The MyPlate system, which replaced the Food Pyramid in 2011, is the primary educational tool from the USDA to illustrate the five essential food groups. This guide is based on the Dietary Guidelines for Americans, encouraging a variety of nutrient-dense foods to support overall health. Understanding each category helps in making informed food choices.
The Fruits Group
This group includes fresh, canned, frozen, or dried fruits, and 100% fruit juice. Fruits are a good source of vitamins, such as Vitamin C and potassium, and fiber. Prioritizing whole fruits provides more fiber and less sugar.
Examples from the Fruits Group
- Apples
- Bananas
- Berries
- Oranges
- Melons
- 100% fruit juice
The Vegetables Group
Vegetables offer vitamins A and C, potassium, and folate. The USDA recommends a variety from five subgroups: dark-green, red and orange, beans and peas, starchy, and other vegetables. Half of your plate should be fruits and vegetables, with a larger portion being vegetables.
Examples of Vegetable Subgroups
- Dark-Green: Kale, spinach, broccoli
- Red and Orange: Carrots, sweet potatoes, tomatoes
- Beans and Peas: Lentils, chickpeas
- Starchy: Corn, white potatoes
- Other: Cauliflower, cucumbers, mushrooms
The Grains Group
This group covers foods made from wheat, rice, oats, and barley, divided into whole grains and refined grains. Aim for at least half of your grain intake to be whole grains, which contain more fiber and nutrients than refined grains where the bran and germ are removed.

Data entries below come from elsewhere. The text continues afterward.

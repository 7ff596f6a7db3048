//! HTTP middleware stack for the storefront API.
//!
//! # Middleware Order (bottom to top in Router)
//!
//! 1. Sentry layer (capture errors)
//! 2. `TraceLayer` (request tracing)
//! 3. Request ID (add unique ID to each request)
//! 4. CORS (only when an origin is configured)
//! 5. Security headers
//!
//! Authentication is not a layer: private handlers take the
//! [`RequireUser`] extractor, back-office handlers [`RequireAdmin`].

pub mod auth;
pub mod request_id;
pub mod security_headers;

pub use auth::{BearerToken, RequireAdmin, RequireUser};
pub use request_id::request_id_middleware;
pub use security_headers::security_headers_middleware;
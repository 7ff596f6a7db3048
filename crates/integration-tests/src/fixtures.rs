//! Shared test data.

use fashion_store_core::{Category, Color, Product, ProductId, ShippingAddress, Size};
use rust_decimal::Decimal;

/// An active product at a whole-unit price, offered in S/M/L and
/// black/red.
#[must_use]
pub fn product(id: i32, price: i64) -> Product {
    Product {
        id: ProductId::new(id),
        name: format!("Product {id}"),
        description: "Cotton tee".to_owned(),
        price: Decimal::new(price, 0),
        original_price: Decimal::new(price, 0),
        category: Category::Women,
        brand: "Loom".to_owned(),
        images: vec![format!("/img/{id}.jpg")],
        colors: vec![black(), red()],
        sizes: vec![Size::S, Size::M, Size::L],
        stock: 10,
        rating: Decimal::ZERO,
        num_reviews: 0,
        featured: false,
        is_active: true,
        created_at: None,
    }
}

#[must_use]
pub fn black() -> Color {
    Color::new("Black", "#000000")
}

#[must_use]
pub fn red() -> Color {
    Color::new("Red", "#ff0000")
}

#[must_use]
pub fn address() -> ShippingAddress {
    ShippingAddress {
        name: "Asha Rao".to_owned(),
        phone: "9800000000".to_owned(),
        address: "12 Lake Road".to_owned(),
        city: "Pune".to_owned(),
        state: "MH".to_owned(),
        pincode: "411001".to_owned(),
    }
}

/// Whole-unit decimal.
#[must_use]
pub fn money(units: i64) -> Decimal {
    Decimal::new(units, 0)
}
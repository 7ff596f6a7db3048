//! Order placement and history.

use std::sync::Arc;

use fashion_store_core::wire::PlaceOrderRequest;
use fashion_store_core::{Order, OrderId, PaymentMethod, ShippingAddress};
use tracing::{info, instrument};

use crate::engine::CartEngine;
use crate::error::StoreError;
use crate::session::Session;
use crate::store::OrderStore;

/// Turns the current cart into an order.
///
/// The server prices the order from its own product rows and empties the
/// cart; nothing the client has cached is trusted for the amounts.
pub struct Checkout {
    session: Session,
    cart: Arc<CartEngine>,
}

impl Checkout {
    #[must_use]
    pub const fn new(session: Session, cart: Arc<CartEngine>) -> Self {
        Self { session, cart }
    }

    /// # Errors
    ///
    /// `Validation` for an empty cart or an incomplete address,
    /// `Unauthorized` for guests, otherwise whatever the server reports.
    #[instrument(skip(self, shipping_address))]
    pub async fn place_order(
        &self,
        shipping_address: ShippingAddress,
        payment_method: PaymentMethod,
    ) -> Result<Order, StoreError> {
        let cart = self.cart.get_cart().await?;
        if cart.is_empty() {
            return Err(StoreError::Validation("cart is empty".to_string()));
        }
        shipping_address.validate()?;

        let ctx = self.session.context().await;
        let orders = orders_of(ctx.stores.orders)?;

        let request = PlaceOrderRequest {
            shipping_address,
            payment_method,
        };
        match orders.place(&request).await {
            Ok(order) => {
                info!(order_id = %order.id, total = %order.total_price, "Order placed");
                self.cart.mark_cleared().await;
                Ok(order)
            }
            Err(e) => {
                if e.is_unauthorized() {
                    self.session.expire(ctx.epoch).await;
                }
                Err(e)
            }
        }
    }

    /// The signed-in user's orders.
    ///
    /// # Errors
    ///
    /// `Unauthorized` for guests, otherwise whatever the server reports.
    pub async fn list_orders(&self) -> Result<Vec<Order>, StoreError> {
        let ctx = self.session.context().await;
        orders_of(ctx.stores.orders)?.list().await
    }

    /// # Errors
    ///
    /// `NotFound` for an unknown order or one belonging to someone else.
    pub async fn get_order(&self, id: OrderId) -> Result<Order, StoreError> {
        let ctx = self.session.context().await;
        orders_of(ctx.stores.orders)?.get(id).await
    }
}

fn orders_of(store: Option<Arc<dyn OrderStore>>) -> Result<Arc<dyn OrderStore>, StoreError> {
    store.ok_or_else(|| StoreError::Unauthorized("sign in to place and view orders".to_string()))
}
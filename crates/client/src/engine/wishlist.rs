use fashion_store_core::{Product, ProductId, Wishlist};
use tracing::instrument;

use super::Tracked;
use crate::error::StoreError;
use crate::session::Session;

/// Wishlist operations for the current identity.
pub struct WishlistEngine {
    tracked: Tracked<Wishlist>,
}

impl WishlistEngine {
    #[must_use]
    pub fn new(session: Session) -> Self {
        Self {
            tracked: Tracked::new(session),
        }
    }

    /// # Errors
    ///
    /// `Unauthorized` if the server rejects the session.
    #[instrument(skip(self))]
    pub async fn get_wishlist(&self) -> Result<Wishlist, StoreError> {
        self.tracked
            .read("wishlist", |stores| async move { stores.wishlist.load().await })
            .await
    }

    /// # Errors
    ///
    /// `Conflict` if the product is already a member, `NotFound` if it does
    /// not exist or is inactive.
    #[instrument(skip(self, hint))]
    pub async fn add_item(&self, product_id: ProductId, hint: Option<Product>) -> Result<Wishlist, StoreError> {
        self.tracked
            .write(|stores| async move { stores.wishlist.add(product_id, hint).await })
            .await
    }

    /// Removing a product that is not a member leaves the wishlist unchanged.
    ///
    /// # Errors
    ///
    /// Any store failure.
    #[instrument(skip(self))]
    pub async fn remove_item(&self, product_id: ProductId) -> Result<Wishlist, StoreError> {
        self.tracked
            .write(|stores| async move { stores.wishlist.remove(product_id).await })
            .await
    }

    /// Membership in the last wishlist seen. No I/O.
    pub async fn is_member(&self, product_id: ProductId) -> bool {
        self.tracked.peek().await.contains(product_id)
    }

    /// Number of entries with resolved product detail.
    pub async fn count(&self) -> usize {
        self.tracked.peek().await.resolved_count()
    }
}
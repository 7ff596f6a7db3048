//! Contact form intake and its back-office triage.

use axum::{
    Json,
    extract::{Path, State},
    http::StatusCode,
};
use tracing::{info, instrument};

use fashion_store_core::wire::{ContactReceipt, StatusChangeRequest};
use fashion_store_core::{ContactMessage, ContactMessageId, ContactRequest, ContactStatus};

use crate::db::RepositoryError;
use crate::db::contact::ContactRepository;
use crate::error::{AppError, Result};
use crate::middleware::RequireAdmin;
use crate::state::AppState;

pub const THANK_YOU: &str = "Thank you for contacting us! We will contact you soon.";

/// Public; no account needed.
#[instrument(skip_all)]
pub async fn submit(
    State(state): State<AppState>,
    Json(request): Json<ContactRequest>,
) -> Result<(StatusCode, Json<ContactReceipt>)> {
    let message = request
        .validated()
        .map_err(|e| AppError::BadRequest(e.to_string()))?;

    let stored = ContactRepository::new(state.pool()).create(&message).await?;
    info!(contact_id = %stored.id, "Contact message received");
    Ok((
        StatusCode::CREATED,
        Json(ContactReceipt {
            id: stored.id,
            message: THANK_YOU.to_string(),
        }),
    ))
}

pub async fn index(
    State(state): State<AppState>,
    RequireAdmin(_): RequireAdmin,
) -> Result<Json<Vec<ContactMessage>>> {
    Ok(Json(ContactRepository::new(state.pool()).list_recent().await?))
}

#[instrument(skip(state, _admin, request))]
pub async fn set_status(
    State(state): State<AppState>,
    RequireAdmin(_admin): RequireAdmin,
    Path(id): Path<ContactMessageId>,
    Json(request): Json<StatusChangeRequest>,
) -> Result<Json<ContactMessage>> {
    let status = request
        .status
        .trim()
        .parse::<ContactStatus>()
        .map_err(|_| AppError::BadRequest("Invalid status".to_string()))?;

    ContactRepository::new(state.pool())
        .set_status(id, status)
        .await
        .map(Json)
        .map_err(|e| match e {
            RepositoryError::NotFound => AppError::NotFound("Message not found".to_string()),
            other => other.into(),
        })
}
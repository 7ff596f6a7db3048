//! Checkout and order history.
//!
//! Orders are priced from the product rows at the time of checkout. The
//! cart document is read under a row lock, so the order and the emptied
//! cart commit together or not at all.

use fashion_store_core::wire::PlaceOrderRequest;
use fashion_store_core::{Cart, Order, OrderId, OrderLine, UserProfile, UserRole, price_lines};
use sqlx::PgPool;
use tracing::{info, instrument, warn};

use super::CartServiceError;
use super::catalog::active_products;
use crate::db::RepositoryError;
use crate::db::documents::{self, DocumentKind};
use crate::db::orders::{self, NewOrder, OrderRepository};
use crate::db::products::ProductRepository;

pub struct OrderService<'a> {
    pool: &'a PgPool,
    products: ProductRepository<'a>,
    orders: OrderRepository<'a>,
}

impl<'a> OrderService<'a> {
    #[must_use]
    pub const fn new(pool: &'a PgPool) -> Self {
        Self {
            pool,
            products: ProductRepository::new(pool),
            orders: OrderRepository::new(pool),
        }
    }

    /// Turn the user's cart into an order and empty the cart.
    ///
    /// # Errors
    ///
    /// `EmptyCart` for an empty cart, `Invalid` for an incomplete address,
    /// `ProductNotFound` if a line's product is gone or inactive.
    #[instrument(skip(self, user, request), fields(user_id = %user.id))]
    pub async fn place(&self, user: &UserProfile, request: PlaceOrderRequest) -> Result<Order, CartServiceError> {
        request.shipping_address.validate()?;

        let mut tx = self.pool.begin().await.map_err(RepositoryError::from)?;
        let current = documents::load_for_update::<Cart>(&mut tx, user.id, DocumentKind::Cart).await?;
        let cart = current.value;
        if cart.is_empty() {
            return Err(CartServiceError::EmptyCart);
        }

        let ids = cart.items.iter().map(|item| item.product.id()).collect();
        let catalog = active_products(&self.products, ids).await?;
        let lines = cart
            .items
            .iter()
            .map(|item| {
                let id = item.product.id();
                catalog
                    .get(&id)
                    .map(|product| OrderLine::priced(item, product))
                    .ok_or(CartServiceError::ProductNotFound(id))
            })
            .collect::<Result<Vec<_>, _>>()?;

        let order = orders::insert(
            &mut *tx,
            NewOrder {
                user_id: user.id,
                items: &lines,
                shipping_address: &request.shipping_address,
                payment_method: request.payment_method,
                totals: price_lines(&lines),
            },
        )
        .await?;

        let cleared = documents::compare_and_swap(
            &mut *tx,
            user.id,
            DocumentKind::Cart,
            &Cart::default(),
            current.version,
        )
        .await?;
        if cleared.is_none() {
            warn!("Cart changed during checkout despite the row lock");
            return Err(CartServiceError::Contention);
        }

        tx.commit().await.map_err(RepositoryError::from)?;

        info!(order_id = %order.id, total = %order.total_price, lines = order.items.len(), "Order placed");
        Ok(order)
    }

    /// # Errors
    ///
    /// Returns `RepositoryError` on database failure.
    pub async fn list(&self, user: &UserProfile) -> Result<Vec<Order>, RepositoryError> {
        self.orders.list_for_user(user.id).await
    }

    /// An order the user may read: their own, or any for an admin.
    ///
    /// # Errors
    ///
    /// Returns `RepositoryError` on database failure.
    pub async fn get(&self, user: &UserProfile, id: OrderId) -> Result<Option<Order>, RepositoryError> {
        let order = self.orders.get(id).await?;
        Ok(order.filter(|o| o.user_id == user.id || user.role == UserRole::Admin))
    }
}
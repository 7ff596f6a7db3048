//! API token repository.
//!
//! Only the SHA-256 digest of a token is ever stored; the raw value exists
//! solely in the client's hands.

use chrono::{DateTime, Utc};
use sqlx::PgPool;

use fashion_store_core::{UserId, UserProfile};

use super::RepositoryError;
use super::users::UserRow;

/// Repository for bearer token storage.
pub struct TokenRepository<'a> {
    pool: &'a PgPool,
}

impl<'a> TokenRepository<'a> {
    /// Create a new token repository.
    #[must_use]
    pub const fn new(pool: &'a PgPool) -> Self {
        Self { pool }
    }

    /// Record a newly issued token.
    ///
    /// # Errors
    ///
    /// Returns `RepositoryError::Database` if the insert fails.
    pub async fn insert(
        &self,
        digest: &[u8],
        user_id: UserId,
        expires_at: DateTime<Utc>,
    ) -> Result<(), RepositoryError> {
        sqlx::query("INSERT INTO api_tokens (token_hash, user_id, expires_at) VALUES ($1, $2, $3)")
            .bind(digest)
            .bind(user_id)
            .bind(expires_at)
            .execute(self.pool)
            .await?;
        Ok(())
    }

    /// The owner of an unexpired token.
    ///
    /// # Errors
    ///
    /// Returns `RepositoryError::Database` if the query fails.
    pub async fn find_user(&self, digest: &[u8]) -> Result<Option<UserProfile>, RepositoryError> {
        let row = sqlx::query_as::<_, UserRow>(
            r"
            SELECT u.id, u.name, u.email, u.phone, u.role
            FROM api_tokens t
            JOIN users u ON u.id = t.user_id
            WHERE t.token_hash = $1 AND t.expires_at > now()
            ",
        )
        .bind(digest)
        .fetch_optional(self.pool)
        .await?;

        row.map(UserProfile::try_from).transpose()
    }

    /// Revoke a token. Revoking an unknown token is not an error.
    ///
    /// # Errors
    ///
    /// Returns `RepositoryError::Database` if the delete fails.
    pub async fn delete(&self, digest: &[u8]) -> Result<bool, RepositoryError> {
        let result = sqlx::query("DELETE FROM api_tokens WHERE token_hash = $1")
            .bind(digest)
            .execute(self.pool)
            .await?;
        Ok(result.rows_affected() > 0)
    }

    /// Drop expired tokens.
    ///
    /// # Errors
    ///
    /// Returns `RepositoryError::Database` if the delete fails.
    pub async fn delete_expired(&self) -> Result<u64, RepositoryError> {
        let result = sqlx::query("DELETE FROM api_tokens WHERE expires_at <= now()")
            .execute(self.pool)
            .await?;
        Ok(result.rows_affected())
    }
}
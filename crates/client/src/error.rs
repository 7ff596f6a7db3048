//! Error taxonomy surfaced by every client operation.
//!
//! Transport and storage failures never escape as-is; they are folded into
//! one of six kinds that a UI can act on: show a toast, prompt for login,
//! or retry later.

use fashion_store_core::{AddressError, CartError, ReviewError, WishlistError};
use reqwest::StatusCode;
use thiserror::Error;

#[derive(Debug, Clone, PartialEq, Eq, Error)]
pub enum StoreError {
    /// A product, line or order that was required to exist does not.
    #[error("not found: {0}")]
    NotFound(String),

    /// Duplicate wishlist membership, duplicate review, or a write that lost
    /// an optimistic-concurrency race.
    #[error("conflict: {0}")]
    Conflict(String),

    /// Invalid input: quantity, size, colour, address fields.
    #[error("invalid request: {0}")]
    Validation(String),

    /// Missing, expired or revoked credentials.
    #[error("unauthorized: {0}")]
    Unauthorized(String),

    /// Valid credentials without the role the operation needs. The session
    /// stays signed in.
    #[error("forbidden: {0}")]
    Forbidden(String),

    /// Transient network or storage failure.
    #[error("service unavailable: {0}")]
    Unavailable(String),
}

impl StoreError {
    /// Map a non-success HTTP status and its error message to a kind.
    #[must_use]
    pub fn from_status(status: StatusCode, message: String) -> Self {
        match status {
            StatusCode::BAD_REQUEST | StatusCode::UNPROCESSABLE_ENTITY => Self::Validation(message),
            StatusCode::UNAUTHORIZED => Self::Unauthorized(message),
            StatusCode::FORBIDDEN => Self::Forbidden(message),
            StatusCode::NOT_FOUND => Self::NotFound(message),
            StatusCode::CONFLICT => Self::Conflict(message),
            _ => Self::Unavailable(message),
        }
    }

    #[must_use]
    pub const fn is_unauthorized(&self) -> bool {
        matches!(self, Self::Unauthorized(_))
    }

    #[must_use]
    pub const fn is_forbidden(&self) -> bool {
        matches!(self, Self::Forbidden(_))
    }

    #[must_use]
    pub const fn is_unavailable(&self) -> bool {
        matches!(self, Self::Unavailable(_))
    }
}

impl From<reqwest::Error> for StoreError {
    fn from(err: reqwest::Error) -> Self {
        err.status().map_or_else(
            || Self::Unavailable(err.to_string()),
            |status| Self::from_status(status, err.to_string()),
        )
    }
}

impl From<crate::storage::StorageError> for StoreError {
    fn from(err: crate::storage::StorageError) -> Self {
        Self::Unavailable(err.to_string())
    }
}

impl From<CartError> for StoreError {
    fn from(err: CartError) -> Self {
        match err {
            CartError::LineNotFound(_) => Self::NotFound(err.to_string()),
            CartError::InvalidQuantity | CartError::MissingSize | CartError::MissingColor => {
                Self::Validation(err.to_string())
            }
        }
    }
}

impl From<WishlistError> for StoreError {
    fn from(err: WishlistError) -> Self {
        Self::Conflict(err.to_string())
    }
}

impl From<AddressError> for StoreError {
    fn from(err: AddressError) -> Self {
        Self::Validation(err.to_string())
    }
}

impl From<ReviewError> for StoreError {
    fn from(err: ReviewError) -> Self {
        Self::Validation(err.to_string())
    }
}

#[cfg(test)]
mod tests {
    use super::*;
    use fashion_store_core::LineId;

    #[test]
    fn test_status_mapping() {
        let kind = |status| StoreError::from_status(status, String::new());
        assert!(matches!(kind(StatusCode::BAD_REQUEST), StoreError::Validation(_)));
        assert!(matches!(kind(StatusCode::UNAUTHORIZED), StoreError::Unauthorized(_)));
        assert!(matches!(kind(StatusCode::FORBIDDEN), StoreError::Forbidden(_)));
        assert!(!kind(StatusCode::FORBIDDEN).is_unauthorized());
        assert!(matches!(kind(StatusCode::NOT_FOUND), StoreError::NotFound(_)));
        assert!(matches!(kind(StatusCode::CONFLICT), StoreError::Conflict(_)));
        assert!(matches!(kind(StatusCode::BAD_GATEWAY), StoreError::Unavailable(_)));
        assert!(matches!(kind(StatusCode::INTERNAL_SERVER_ERROR), StoreError::Unavailable(_)));
    }

    #[test]
    fn test_domain_errors() {
        assert!(matches!(
            StoreError::from(CartError::LineNotFound(LineId::generate())),
            StoreError::NotFound(_)
        ));
        assert!(matches!(
            StoreError::from(CartError::MissingColor),
            StoreError::Validation(_)
        ));
    }
}
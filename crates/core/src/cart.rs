//! Shopping cart aggregate and its mutation rules.
//!
//! Both the guest store (local key/value storage) and the server (per-user
//! document) mutate carts exclusively through these methods, so the merge
//! and delete-on-zero rules are the same whichever side holds the cart.

use rust_decimal::Decimal;
use serde::{Deserialize, Serialize};
use thiserror::Error;

use crate::pricing::Totals;
use crate::product::{Color, ProductRef, Size};
use crate::types::{LineId, ProductId};

/// Rule violations when mutating a cart.
#[derive(Debug, Clone, PartialEq, Eq, Error)]
pub enum CartError {
    #[error("quantity must be at least 1")]
    InvalidQuantity,
    #[error("size is required")]
    MissingSize,
    #[error("color is required")]
    MissingColor,
    #[error("cart item {0} not found")]
    LineNotFound(LineId),
}

const fn default_quantity() -> u32 {
    1
}

/// One row of a cart: a product in a specific size and colour.
#[derive(Debug, Clone, PartialEq, Serialize, Deserialize)]
pub struct CartItem {
    pub id: LineId,
    pub product: ProductRef,
    /// Stored rows missing a quantity count as 1.
    #[serde(default = "default_quantity")]
    pub quantity: u32,
    pub size: Size,
    pub color: Color,
}

impl CartItem {
    /// Whether this line is the same product variant as the given triple.
    #[must_use]
    pub fn same_variant(&self, product: ProductId, size: &Size, color: &Color) -> bool {
        self.product.id() == product && &self.size == size && self.color.name == color.name
    }

    /// `unit_price * quantity`, or zero when the product is unresolved.
    #[must_use]
    pub fn line_total(&self) -> Decimal {
        self.product
            .unit_price()
            .map_or(Decimal::ZERO, |price| price * Decimal::from(self.quantity))
    }
}

/// A request to put a product variant into a cart.
#[derive(Debug, Clone, PartialEq)]
pub struct NewCartLine {
    pub product: ProductRef,
    pub quantity: u32,
    pub size: Size,
    pub color: Color,
}

impl NewCartLine {
    /// Check the request-level constraints (quantity, size, colour present).
    ///
    /// # Errors
    ///
    /// Returns the first violated [`CartError`].
    pub fn validate(&self) -> Result<(), CartError> {
        if self.quantity == 0 {
            return Err(CartError::InvalidQuantity);
        }
        if self.size.is_blank() {
            return Err(CartError::MissingSize);
        }
        if self.color.name.trim().is_empty() {
            return Err(CartError::MissingColor);
        }
        Ok(())
    }
}

/// What [`Cart::update_quantity`] did.
#[derive(Debug, Clone, Copy, PartialEq, Eq)]
pub enum QuantityChange {
    Updated,
    Removed,
}

/// A shopping cart.
#[derive(Debug, Clone, PartialEq, Default, Serialize, Deserialize)]
pub struct Cart {
    #[serde(default)]
    pub items: Vec<CartItem>,
    /// Bumped by the server on every persisted write.
    #[serde(default)]
    pub version: u64,
}

impl Cart {
    #[must_use]
    pub fn is_empty(&self) -> bool {
        self.items.is_empty()
    }

    #[must_use]
    pub fn line(&self, id: LineId) -> Option<&CartItem> {
        self.items.iter().find(|item| item.id == id)
    }

    /// Add a line, or increase the quantity of the existing line for the same
    /// `(product, size, colour name)`. `mint` supplies the id of a new line.
    ///
    /// When the incoming product reference is resolved and the existing one
    /// is not, the existing line is upgraded to the resolved detail.
    ///
    /// # Errors
    ///
    /// Returns a [`CartError`] if the request fails validation.
    pub fn add_line(
        &mut self,
        line: NewCartLine,
        mint: impl FnOnce() -> LineId,
    ) -> Result<LineId, CartError> {
        line.validate()?;
        let product_id = line.product.id();

        if let Some(existing) = self
            .items
            .iter_mut()
            .find(|item| item.same_variant(product_id, &line.size, &line.color))
        {
            existing.quantity = existing.quantity.saturating_add(line.quantity);
            if line.product.is_resolved() && !existing.product.is_resolved() {
                existing.product = line.product;
            }
            return Ok(existing.id);
        }

        let id = mint();
        self.items.push(CartItem {
            id,
            product: line.product,
            quantity: line.quantity,
            size: line.size,
            color: line.color,
        });
        Ok(id)
    }

    /// Set a line's quantity. A quantity of zero or less removes the line.
    ///
    /// # Errors
    ///
    /// Returns [`CartError::LineNotFound`] if no line has this id.
    pub fn update_quantity(&mut self, id: LineId, quantity: i64) -> Result<QuantityChange, CartError> {
        let index = self
            .items
            .iter()
            .position(|item| item.id == id)
            .ok_or(CartError::LineNotFound(id))?;

        if quantity <= 0 {
            self.items.remove(index);
            return Ok(QuantityChange::Removed);
        }

        let quantity = u32::try_from(quantity).unwrap_or(u32::MAX);
        if let Some(item) = self.items.get_mut(index) {
            item.quantity = quantity;
        }
        Ok(QuantityChange::Updated)
    }

    /// Remove a line. Returns `false` if it was not present.
    pub fn remove_line(&mut self, id: LineId) -> bool {
        let before = self.items.len();
        self.items.retain(|item| item.id != id);
        self.items.len() != before
    }

    pub fn clear(&mut self) {
        self.items.clear();
    }

    /// Sum of quantities across all rows, resolved or not.
    #[must_use]
    pub fn item_count(&self) -> u64 {
        self.items.iter().map(|item| u64::from(item.quantity)).sum()
    }

    /// Sum of line totals; unresolved lines contribute nothing.
    #[must_use]
    pub fn subtotal(&self) -> Decimal {
        self.items.iter().map(CartItem::line_total).sum()
    }

    #[must_use]
    pub fn totals(&self) -> Totals {
        Totals::from_subtotal(self.subtotal())
    }

    /// Lines whose product reference still needs hydration.
    pub fn unresolved(&self) -> impl Iterator<Item = &CartItem> {
        self.items.iter().filter(|item| !item.product.is_resolved())
    }
}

Comparison of Whole Grains vs. Refined Grains
| Characteristic | Whole Grains | Refined Grains |
|---|---|---|
| Processing | Contain the entire grain kernel | Milled to remove bran and germ |
| Nutrient Content | Higher in fiber, B vitamins, iron | Lower in fiber, iron, B vitamins (some enriched) |
| Examples | Brown rice, whole-wheat bread, oatmeal | White rice, white bread, most pastas |
| Health Impact | Associated with lower risk of chronic diseases | Can contribute to blood sugar spikes |
The Protein Foods Group
This group includes meat, poultry, seafood, beans, peas, eggs, nuts, and seeds. Protein is vital for muscle building and repair. The USDA advises choosing lean options and varying sources for diverse nutrients. Beans and peas count in both protein and vegetable groups.
The Dairy Group
Milk, yogurt, cheese, and fortified soy milk are in this group, providing calcium, phosphorus, and vitamin D for bone health. Fortified soy milk offers a non-dairy alternative. Other calcium sources, like dark green vegetables, are in the vegetable group.
Conclusion
Following MyPlate and balancing portions from the five USDA food groups—Fruits, Vegetables, Grains, Protein Foods, and Dairy—can create a nutritious diet. MyPlate simplifies healthy eating with a focus on variety and balance. For personalized guidance, the official MyPlate website is a valuable resource.